■ **Work to complete**:
Locate the line bearing "declared file count." in the material below, then reproduce it and each following line up to and including the line bearing "one is returned.".

■ **Data to use**:
=== Begin Enclosure ===
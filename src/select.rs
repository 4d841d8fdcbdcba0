//! Manifest pattern expansion and store-relative paths.

use std::path::{Component, Path, PathBuf};

use glob::{glob_with, MatchOptions};
use tracing::error;

use crate::error::{KeybankError, Result};
use crate::manifest::ManifestEntry;

const MATCH_OPTIONS: MatchOptions = MatchOptions {
    case_sensitive: true,
    require_literal_separator: true,
    require_literal_leading_dot: true,
};

/// Replace a leading `~` component with the home directory.
pub fn expand_home(path: &Path) -> PathBuf {
    let mut components = path.components();
    match components.next() {
        Some(Component::Normal(first)) if first == "~" => match dirs::home_dir() {
            Some(home) => home.join(components.as_path()),
            None => path.to_path_buf(),
        },
        _ => path.to_path_buf(),
    }
}

/// Expand a glob pattern rooted at `base` into the regular files it matches.
///
/// The pattern's leading `/` is relative to `base`. Results are sorted.
pub fn expand(pattern: &str, base: &Path) -> Result<Vec<PathBuf>> {
    let candidate = if pattern.starts_with('~') {
        expand_home(Path::new(pattern))
    } else {
        expand_home(base).join(pattern.trim_start_matches('/'))
    };
    let text = candidate.to_str().ok_or_else(|| {
        KeybankError::Configuration(format!("pattern is not valid UTF-8: {}", candidate.display()))
    })?;

    let mut paths = Vec::new();
    for entry in glob_with(text, MATCH_OPTIONS)? {
        let path = entry.map_err(|e| KeybankError::Io(e.into_error()))?;
        if path.is_file() {
            paths.push(path);
        }
    }
    paths.sort();
    Ok(paths)
}

/// Expand one manifest entry, enforcing its declared file count.
pub fn select(entry: &ManifestEntry, base: &Path) -> Result<Vec<PathBuf>> {
    let paths = expand(&entry.path, base)?;
    if paths.len() != entry.amount {
        return Err(KeybankError::CountMismatch {
            pattern: entry.path.clone(),
            expected: entry.amount,
            actual: paths.len(),
        });
    }
    Ok(paths)
}

/// Expand every entry before anything is copied.
///
/// Every mismatch is logged so the operator sees the full picture, then the
/// first one is returned.
pub fn select_all(entries: &[ManifestEntry], base: &Path) -> Result<Vec<PathBuf>> {
    let mut selected = Vec::new();
    let mut first_error = None;

    for entry in entries {
        match select(entry, base) {
            Ok(paths) => selected.extend(paths),
            Err(err) => {
                error!("{}", err);
                first_error.get_or_insert(err);
            }
        }
    }

    match first_error {
        Some(err) => Err(err),
        None => Ok(selected),
    }
}

/// Path of `path` below `base`, re-rooted with a leading `/`.
pub fn relativize(path: &Path, base: &Path) -> String {
    let rel = path.strip_prefix(base).unwrap_or(path);
    let parts: Vec<_> = rel
        .components()
        .filter_map(|c| match c {
            Component::Normal(part) => Some(part.to_string_lossy()),
            _ => None,
        })
        .collect();
    format!("/{}", parts.join("/"))
}

/// Inverse of [`relativize`].
pub fn resolve(base: &Path, relative: &str) -> PathBuf {
    base.join(relative.trim_start_matches('/'))
}
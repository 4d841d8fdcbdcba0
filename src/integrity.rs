//! Repository consistency checking.
//!
//! `git fsck` does not always signal trouble through its exit status: dangling
//! or unreachable objects are only mentioned in its output. A repository is
//! healthy only if the check exits zero *and* its output mentions none of the
//! diagnostics listed in git-fsck(1).

use tracing::error;

use crate::error::Result;
use crate::exec::CommandOutput;
use crate::git::VersionControl;

/// From the "Extracted Diagnostics" section of git-fsck(1).
pub const CORRUPTION_KEYWORDS: &[&str] = &[
    "error",
    "lack of head",
    "missing sha",
    "unreachable",
    "missing",
    "dangling",
    "mismatch",
    "invalid",
];

#[derive(Debug, Clone, PartialEq, Eq)]
pub struct IntegrityReport {
    pub ok: bool,
    pub message: String,
}

/// Union of the exit-status and output signals.
pub fn classify(output: &CommandOutput) -> IntegrityReport {
    let text = output.combined();
    let lowered = text.to_lowercase();
    let flagged = CORRUPTION_KEYWORDS.iter().any(|kw| lowered.contains(kw));

    if output.success && !flagged {
        IntegrityReport {
            ok: true,
            message: String::new(),
        }
    } else {
        let message = if text.trim().is_empty() {
            output.status.clone()
        } else {
            text.trim().to_string()
        };
        IntegrityReport { ok: false, message }
    }
}

pub struct RepositoryIntegrityChecker<'a> {
    vcs: &'a dyn VersionControl,
}

impl<'a> RepositoryIntegrityChecker<'a> {
    pub fn new(vcs: &'a dyn VersionControl) -> Self {
        Self { vcs }
    }

    pub fn check(&self) -> Result<IntegrityReport> {
        let report = classify(&self.vcs.check_integrity()?);
        if !report.ok {
            error!("detected issue with git repo: {}", report.message);
        }
        Ok(report)
    }
}
use keybank::error::Result;
use keybank::KeybankConfig;

use super::{open_keybank, Target};

/// Show changes not yet committed, per store
pub fn status(target: &Target, config: &KeybankConfig) -> Result<()> {
    let keybank = open_keybank(target, config)?;

    for (name, store) in keybank.stores() {
        let changes = store.commit("", true)?;
        println!("{name} ({}):", store.kind());
        for line in changes.to_string().lines() {
            println!("  {line}");
        }
    }
    Ok(())
}
//! # Stores
//!
//! A store exclusively owns one directory subtree of the keybank and, when it
//! is git-enabled, the repository at its root. Every variant exposes the same
//! lifecycle:
//!
//! | operation | archival | synchronized | machine-synchronized | gpg |
//! |-----------|----------|--------------|----------------------|-----|
//! | commit    | lock + git | lock + git | every scope lock + git | no-op |
//! | backup    | no-op    | manifest → tree | `_common` + machine scopes | warns, skips |
//! | restore   | no-op    | tree → directory | `_common` + machine scopes | exports subkeys |
//! | verify    | fsck + diff | fsck + diff | fsck + diff per scope | keyring listings |
//!
//! Stores are created once with `initialize` and reopened with `open`; they
//! never delete their own root.

pub mod archival;
pub mod gpg;
pub mod machine;
pub mod synchronized;
pub mod tree;

use std::fmt;
use std::fs::{self, DirBuilder};
use std::io;
use std::os::unix::fs::DirBuilderExt;
use std::path::{Path, PathBuf};
use std::rc::Rc;

use tracing::info;

use crate::changes::{ChangeDetector, ChangeSet};
use crate::error::{KeybankError, Result};
use crate::exec::{CommandRunner, SystemRunner};
use crate::git::{Author, GitRepo, VersionControl};
use crate::identity::{IdentityResolver, SystemIdentity};
use crate::integrity::RepositoryIntegrityChecker;
use crate::status::VerificationStatus;

pub use archival::ArchivalStore;
pub use gpg::GpgKeyringStore;
pub use machine::MachineSynchronizedStore;
pub use synchronized::SynchronizedStore;
pub use tree::LockedTree;

/// Message used when the operator gives none.
pub const DEFAULT_COMMIT_MESSAGE: &str = "update";

#[derive(Debug, Clone, Copy, PartialEq, Eq)]
pub enum StoreKind {
    Archival,
    Synchronized,
    MachineSynchronized,
    Gpg,
}

impl fmt::Display for StoreKind {
    fn fmt(&self, f: &mut fmt::Formatter<'_>) -> fmt::Result {
        let s = match self {
            StoreKind::Archival => "archival",
            StoreKind::Synchronized => "synchronized",
            StoreKind::MachineSynchronized => "machine-synchronized",
            StoreKind::Gpg => "gpg",
        };
        f.write_str(s)
    }
}

/// Arguments of one backup or restore.
#[derive(Debug, Clone, PartialEq, Eq)]
pub struct StoreRequest {
    /// Source directory for backup, target directory for restore.
    pub directory: PathBuf,
    /// Machine scope to act on in addition to `_common`.
    pub machine: Option<String>,
    pub dry_run: bool,
}

impl StoreRequest {
    pub fn new(directory: impl Into<PathBuf>) -> Self {
        Self {
            directory: directory.into(),
            machine: None,
            dry_run: false,
        }
    }
}

/// Capabilities every store is built with.
#[derive(Clone)]
pub struct StoreContext {
    pub runner: Rc<dyn CommandRunner>,
    pub identity: Rc<dyn IdentityResolver>,
}

impl StoreContext {
    pub fn new(runner: Rc<dyn CommandRunner>, identity: Rc<dyn IdentityResolver>) -> Self {
        Self { runner, identity }
    }

    /// Real processes, real passwd/group databases.
    pub fn system() -> Self {
        Self::new(Rc::new(SystemRunner), Rc::new(SystemIdentity))
    }
}

pub trait Store {
    fn kind(&self) -> StoreKind;

    fn root(&self) -> &Path;

    /// Record the current tree as last known good and commit it.
    fn commit(&self, message: &str, dry_run: bool) -> Result<ChangeSet>;

    fn backup(&self, request: &StoreRequest) -> Result<()>;

    fn restore(&self, request: &StoreRequest) -> Result<()>;

    fn verify(&self) -> Result<VerificationStatus>;
}

/// Create a store root with owner-only permissions, refusing to reuse one.
pub(crate) fn create_root(root: &Path) -> Result<()> {
    match DirBuilder::new().mode(0o700).create(root) {
        Ok(()) => Ok(()),
        Err(e) if e.kind() == io::ErrorKind::AlreadyExists => {
            if fs::read_dir(root)?.next().is_some() {
                Err(KeybankError::AlreadyInitialized(root.to_path_buf()))
            } else {
                Ok(())
            }
        }
        Err(e) => Err(e.into()),
    }
}

/// Commit the working tree unless the repository has nothing to record.
pub(crate) fn commit_repository(
    vcs: &dyn VersionControl,
    identity: &dyn IdentityResolver,
    message: &str,
) -> Result<()> {
    let pending = ChangeDetector::new(vcs).detect()?;
    if pending.is_empty() {
        info!("nothing to commit");
        return Ok(());
    }
    let author = Author::for_user(&identity.current_user()?);
    vcs.commit_all(message, &author)?;
    info!("committed {} change(s) as {}", pending.len(), author);
    Ok(())
}

/// Repository check first; status is only consulted on a healthy repository.
pub(crate) fn verify_repository(
    vcs: &dyn VersionControl,
    status: &mut VerificationStatus,
) -> Result<bool> {
    let report = RepositoryIntegrityChecker::new(vcs).check()?;
    if !report.ok {
        status.record_integrity_failure(report.message);
    }
    Ok(report.ok)
}

pub(crate) fn mark_uncommitted(vcs: &dyn VersionControl, status: &mut VerificationStatus) -> Result<()> {
    status.uncommitted_changes = ChangeDetector::new(vcs).has_uncommitted_changes()?;
    Ok(())
}

/// Initialize a repository at `root` and record the initial layout.
pub(crate) fn init_repository(root: &Path, ctx: &StoreContext) -> Result<GitRepo> {
    let repo = GitRepo::init(root, ctx.runner.clone())?;
    commit_repository(&repo, ctx.identity.as_ref(), "initialize")?;
    Ok(repo)
}
mod commands;

use std::path::PathBuf;

use anyhow::Context;
use clap::{Args, Parser, Subcommand};
use keybank::KeybankConfig;
use nix::sys::stat::{umask, Mode};
use tracing_subscriber::EnvFilter;

use commands::{Target, Transfer};

#[derive(Parser)]
#[command(name = "keybank")]
#[command(version = "0.1.0")]
#[command(about = "Encrypted offline backups of keys and other secrets", long_about = None)]
struct Cli {
    /// Configuration file (default: /etc/keybank.toml if present)
    #[arg(long, global = true)]
    config: Option<PathBuf>,

    /// Increase log verbosity (-v debug, -vv trace)
    #[arg(short, long, action = clap::ArgAction::Count, global = true)]
    verbose: u8,

    #[command(subcommand)]
    command: Commands,
}

#[derive(Args)]
struct TargetArgs {
    /// Name of an attached keybank
    name: Option<String>,

    /// Use an already mounted keybank directory instead of a name
    #[arg(long, conflicts_with = "name")]
    root: Option<PathBuf>,
}

impl From<TargetArgs> for Target {
    fn from(args: TargetArgs) -> Self {
        Target {
            name: args.name,
            root: args.root,
        }
    }
}

#[derive(Args)]
struct TransferArgs {
    #[command(flatten)]
    target: TargetArgs,

    /// Source (backup) or target (restore) directory
    #[arg(short, long)]
    directory: Option<PathBuf>,

    /// Machine scope to include besides _common
    #[arg(short, long)]
    machine: Option<String>,

    /// Include the GPG keyring store
    #[arg(long)]
    include_gpg: bool,

    /// Log what would be done without changing anything
    #[arg(long)]
    dry_run: bool,
}

#[derive(Subcommand)]
enum Commands {
    /// Create an encrypted volume and lay out the stores in it
    Create {
        /// Path of the new image file; its file name names the keybank
        path: PathBuf,

        /// Image size in MiB
        #[arg(short, long, default_value_t = 128)]
        size: u64,
    },

    /// Lay out the stores in an existing, mounted directory
    Init {
        /// Directory to initialize
        directory: PathBuf,
    },

    /// Open and mount an encrypted volume
    Attach {
        /// Path of the image file
        path: PathBuf,
    },

    /// Unmount and close an attached keybank
    Detach {
        /// Name of the keybank
        name: String,
    },

    /// Record the current state of every store
    Commit {
        #[command(flatten)]
        target: TargetArgs,

        /// Commit message
        #[arg(short, long)]
        message: Option<String>,

        /// Show what would be recorded without changing anything
        #[arg(long)]
        dry_run: bool,
    },

    /// Show changes not yet committed
    Status {
        #[command(flatten)]
        target: TargetArgs,
    },

    /// Copy manifest-selected files into the keybank
    Backup {
        #[command(flatten)]
        args: TransferArgs,
    },

    /// Copy backed-up files out of the keybank
    Restore {
        #[command(flatten)]
        args: TransferArgs,
    },

    /// Check repositories, files and keyrings
    Verify {
        #[command(flatten)]
        target: TargetArgs,
    },

    /// Derive a subkey-only keyring from a keyring in the gpg store
    GpgExport {
        #[command(flatten)]
        target: TargetArgs,

        /// Keyring directory name inside gpg/
        #[arg(short, long)]
        keyring: String,
    },
}

impl TransferArgs {
    fn into_transfer(self, config: &KeybankConfig) -> (Target, Transfer) {
        let transfer = Transfer {
            directory: self
                .directory
                .unwrap_or_else(|| config.default_directory.clone()),
            machine: self.machine.or_else(|| config.machine.clone()),
            include_gpg: self.include_gpg || config.include_gpg,
            dry_run: self.dry_run,
        };
        (self.target.into(), transfer)
    }
}

fn main() {
    let cli = Cli::parse();

    let level = match cli.verbose {
        0 => "info",
        1 => "debug",
        _ => "trace",
    };
    tracing_subscriber::fmt()
        .with_env_filter(
            EnvFilter::try_from_default_env().unwrap_or_else(|_| EnvFilter::new(level)),
        )
        .with_target(false)
        .with_writer(std::io::stderr)
        .init();

    umask(Mode::from_bits_truncate(0o077));

    if let Err(e) = run(cli) {
        eprintln!("Error: {:#}", e);
        std::process::exit(1);
    }
}

fn run(cli: Cli) -> anyhow::Result<()> {
    let config = KeybankConfig::load(cli.config.as_deref()).context("loading configuration")?;

    match cli.command {
        Commands::Create { path, size } => commands::create(&path, size, &config)?,
        Commands::Init { directory } => commands::init(&directory)?,
        Commands::Attach { path } => commands::attach(&path, &config)?,
        Commands::Detach { name } => commands::detach(&name, &config)?,
        Commands::Commit {
            target,
            message,
            dry_run,
        } => commands::commit(&target.into(), message.as_deref(), dry_run, &config)?,
        Commands::Status { target } => commands::status(&target.into(), &config)?,
        Commands::Backup { args } => {
            let (target, transfer) = args.into_transfer(&config);
            commands::backup(&target, &transfer, &config)?
        }
        Commands::Restore { args } => {
            let (target, transfer) = args.into_transfer(&config);
            commands::restore(&target, &transfer, &config)?
        }
        Commands::Verify { target } => commands::verify(&target.into(), &config)?,
        Commands::GpgExport { target, keyring } => {
            commands::gpg_export(&target.into(), &keyring, &config)?
        }
    }
    Ok(())
}
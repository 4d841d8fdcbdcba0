//! Content hashing with SHA-256.
//!
//! Files are always read as raw bytes in fixed-size chunks; key material is
//! never decoded as text.

use std::collections::{BTreeMap, HashSet};
use std::fs::File;
use std::io::Read;
use std::path::{Path, PathBuf};

use sha2::{Digest, Sha256};
use walkdir::WalkDir;

use crate::error::Result;
use crate::select::relativize;

/// Read buffer size used while hashing.
pub const CHUNK_SIZE: usize = 1 << 20;

/// Mapping of store-relative path (leading `/`) to hex digest.
pub type Snapshot = BTreeMap<String, String>;

/// Hash raw bytes.
pub fn hash_bytes(data: &[u8]) -> String {
    hex::encode(Sha256::digest(data))
}

/// Hash everything a reader yields.
pub fn hash_reader<R: Read>(mut reader: R) -> Result<String> {
    let mut hasher = Sha256::new();
    let mut buf = vec![0u8; CHUNK_SIZE];
    loop {
        let n = reader.read(&mut buf)?;
        if n == 0 {
            break;
        }
        hasher.update(&buf[..n]);
    }
    Ok(hex::encode(hasher.finalize()))
}

/// Hash a file's content.
pub fn hash_file(path: &Path) -> Result<String> {
    hash_reader(File::open(path)?)
}

/// Every regular file below `root`, as (store-relative path, absolute path).
///
/// `excludes` holds store-relative paths (e.g. `/.git`, `/manifest.lock.json`);
/// an excluded directory is not descended into.
pub fn tracked_files(root: &Path, excludes: &HashSet<String>) -> Result<Vec<(String, PathBuf)>> {
    let mut files = Vec::new();

    let walker = WalkDir::new(root)
        .min_depth(1)
        .sort_by_file_name()
        .into_iter()
        .filter_entry(|entry| !excludes.contains(&relativize(entry.path(), root)));

    for entry in walker {
        let entry = entry?;
        if entry.file_type().is_file() {
            files.push((relativize(entry.path(), root), entry.into_path()));
        }
    }

    Ok(files)
}

/// Hash every regular file below `root`, skipping `excludes`.
pub fn snapshot(root: &Path, excludes: &HashSet<String>) -> Result<Snapshot> {
    tracked_files(root, excludes)?
        .into_iter()
        .map(|(rel, path)| Ok((rel, hash_file(&path)?)))
        .collect()
}

#[cfg(test)]
mod tests {
    use super::*;
    use std::fs;
    use tempfile::TempDir;

    #[test]
    fn test_hash_known_value() {
        assert_eq!(
            hash_bytes(b"hello world"),
            "b94d27b9934d3e08a52e52d7da7dabfac484efe37a5380ee9088f7ace2efcde9"
        );
    }

    #[test]
    fn test_hash_file_matches_bytes() {
        let temp = TempDir::new().unwrap();
        let path = temp.path().join("key");
        let data: Vec<u8> = (0..=255u8).cycle().take(3 * CHUNK_SIZE + 17).collect();
        fs::write(&path, &data).unwrap();

        assert_eq!(hash_file(&path).unwrap(), hash_bytes(&data));
    }

    #[test]
    fn test_hash_file_non_utf8() {
        let temp = TempDir::new().unwrap();
        let path = temp.path().join("binary");
        fs::write(&path, [0xff, 0xfe, 0x00, 0x80]).unwrap();

        assert_eq!(hash_file(&path).unwrap(), hash_bytes(&[0xff, 0xfe, 0x00, 0x80]));
    }

    #[test]
    fn test_snapshot_skips_excludes() {
        let temp = TempDir::new().unwrap();
        let root = temp.path();
        fs::create_dir_all(root.join(".git/objects")).unwrap();
        fs::write(root.join(".git/HEAD"), "ref").unwrap();
        fs::write(root.join("manifest.lock.json"), "{}").unwrap();
        fs::create_dir_all(root.join("ssh")).unwrap();
        fs::write(root.join("ssh/id_ed25519"), "a").unwrap();
        fs::write(root.join("top"), "b").unwrap();

        let excludes: HashSet<String> = ["/.git", "/manifest.lock.json"]
            .into_iter()
            .map(String::from)
            .collect();
        let hashes = snapshot(root, &excludes).unwrap();

        let keys: Vec<_> = hashes.keys().cloned().collect();
        assert_eq!(keys, vec!["/ssh/id_ed25519", "/top"]);
        assert_eq!(hashes["/ssh/id_ed25519"], hash_bytes(b"a"));
    }

    use proptest::prelude::*;

    proptest! {
        #[test]
        fn prop_hash_deterministic(data: Vec<u8>) {
            prop_assert_eq!(hash_bytes(&data), hash_bytes(&data));
            prop_assert_eq!(hash_reader(&data[..]).unwrap(), hash_bytes(&data));
        }
    }
}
=== End Enclosure ===
■ **Task solution**:
/// Expand one manifest entry, enforcing its declared file count.
pub fn select(entry: &ManifestEntry, base: &Path) -> Result<Vec<PathBuf>> {
    let paths = expand(&entry.path, base)?;
    if paths.len() != entry.amount {
        return Err(KeybankError::CountMismatch {
            pattern: entry.path.clone(),
            expected: entry.amount,
            actual: paths.len(),
        });
    }
    Ok(paths)
}

/// Expand every entry before anything is copied.
///
/// Every mismatch is logged so the operator sees the full picture, then the
/// first one is returned.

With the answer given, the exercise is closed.